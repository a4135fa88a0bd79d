use anchor_lang::prelude::*;
use std::collections::BTreeMap;

use crate::state::VaultError;

/// Asset movement capability the vault relies on. `spender` is the party
/// acting on `owner`'s funds and needs an allowance unless it is the owner.
pub trait FungibleToken {
    fn transfer(&mut self, from: &Pubkey, to: &Pubkey, amount: u64) -> Result<()>;
    fn transfer_from(&mut self, spender: &Pubkey, owner: &Pubkey, to: &Pubkey, amount: u64) -> Result<()>;
    fn balance_of(&self, owner: &Pubkey) -> u64;
}

/// In-memory balance ledger with allowances, used to run the vault off chain.
#[derive(Clone, Debug, Default)]
pub struct LedgerToken {
    balances: BTreeMap<Pubkey, u64>,
    allowances: BTreeMap<(Pubkey, Pubkey), u64>,
    supply: u64,
}

impl LedgerToken {
    pub fn new() -> Self {
        Self::default()
    }

    pub fn total_supply(&self) -> u64 {
        self.supply
    }

    pub fn mint(&mut self, to: &Pubkey, amount: u64) -> Result<()> {
        self.supply = self.supply.checked_add(amount).ok_or(VaultError::MathOverflow)?;
        let balance = self.balances.entry(*to).or_default();
        *balance = balance.checked_add(amount).ok_or(VaultError::MathOverflow)?;
        Ok(())
    }

    pub fn approve(&mut self, owner: &Pubkey, spender: &Pubkey, amount: u64) {
        self.allowances.insert((*owner, *spender), amount);
    }

    pub fn allowance(&self, owner: &Pubkey, spender: &Pubkey) -> u64 {
        self.allowances.get(&(*owner, *spender)).copied().unwrap_or(0)
    }

    fn move_balance(&mut self, from: &Pubkey, to: &Pubkey, amount: u64) -> Result<()> {
        let from_balance = self.balance_of(from);
        require!(from_balance >= amount, VaultError::TransferFailed);
        if from == to {
            return Ok(());
        }
        let to_balance = self
            .balance_of(to)
            .checked_add(amount)
            .ok_or(VaultError::TransferFailed)?;
        self.balances.insert(*from, from_balance - amount);
        self.balances.insert(*to, to_balance);
        Ok(())
    }
}

impl FungibleToken for LedgerToken {
    fn transfer(&mut self, from: &Pubkey, to: &Pubkey, amount: u64) -> Result<()> {
        self.move_balance(from, to, amount)
    }

    fn transfer_from(&mut self, spender: &Pubkey, owner: &Pubkey, to: &Pubkey, amount: u64) -> Result<()> {
        if spender == owner {
            return self.move_balance(owner, to, amount);
        }
        let allowance = self.allowance(owner, spender);
        require!(allowance >= amount, VaultError::TransferFailed);
        self.move_balance(owner, to, amount)?;
        self.allowances.insert((*owner, *spender), allowance - amount);
        Ok(())
    }

    fn balance_of(&self, owner: &Pubkey) -> u64 {
        self.balances.get(owner).copied().unwrap_or(0)
    }
}

#[cfg(test)]
mod tests {
    use super::*;

    #[test]
    fn transfer_moves_balance() {
        let mut token = LedgerToken::new();
        let (a, b) = (Pubkey::new_unique(), Pubkey::new_unique());
        token.mint(&a, 10).unwrap();

        token.transfer(&a, &b, 4).unwrap();
        assert_eq!((token.balance_of(&a), token.balance_of(&b)), (6, 4));
        assert_eq!(token.total_supply(), 10);
    }

    #[test]
    fn transfer_beyond_balance_fails() {
        let mut token = LedgerToken::new();
        let (a, b) = (Pubkey::new_unique(), Pubkey::new_unique());
        token.mint(&a, 3).unwrap();

        assert_eq!(token.transfer(&a, &b, 4).unwrap_err(), VaultError::TransferFailed.into());
        assert_eq!((token.balance_of(&a), token.balance_of(&b)), (3, 0));
    }

    #[test]
    fn transfer_from_consumes_allowance() {
        let mut token = LedgerToken::new();
        let (owner, spender) = (Pubkey::new_unique(), Pubkey::new_unique());
        token.mint(&owner, 10).unwrap();

        assert_eq!(
            token.transfer_from(&spender, &owner, &spender, 5).unwrap_err(),
            VaultError::TransferFailed.into()
        );

        token.approve(&owner, &spender, 6);
        token.transfer_from(&spender, &owner, &spender, 5).unwrap();
        assert_eq!(token.allowance(&owner, &spender), 1);
        assert_eq!(token.balance_of(&spender), 5);

        assert_eq!(
            token.transfer_from(&spender, &owner, &spender, 2).unwrap_err(),
            VaultError::TransferFailed.into()
        );
        assert_eq!(token.allowance(&owner, &spender), 1);
    }

    #[test]
    fn allowance_does_not_cover_missing_funds() {
        let mut token = LedgerToken::new();
        let (owner, spender) = (Pubkey::new_unique(), Pubkey::new_unique());
        token.mint(&owner, 1).unwrap();
        token.approve(&owner, &spender, 100);

        assert_eq!(
            token.transfer_from(&spender, &owner, &spender, 2).unwrap_err(),
            VaultError::TransferFailed.into()
        );
        assert_eq!(token.allowance(&owner, &spender), 100);
    }
}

# # # #

### TASK DIRECTIONS
Every line above that holds the word "require" needs to be copied.

### SOLUTION FOR THIS EXERCISE
        require!(from_balance >= amount, VaultError::TransferFailed);
        require!(allowance >= amount, VaultError::TransferFailed);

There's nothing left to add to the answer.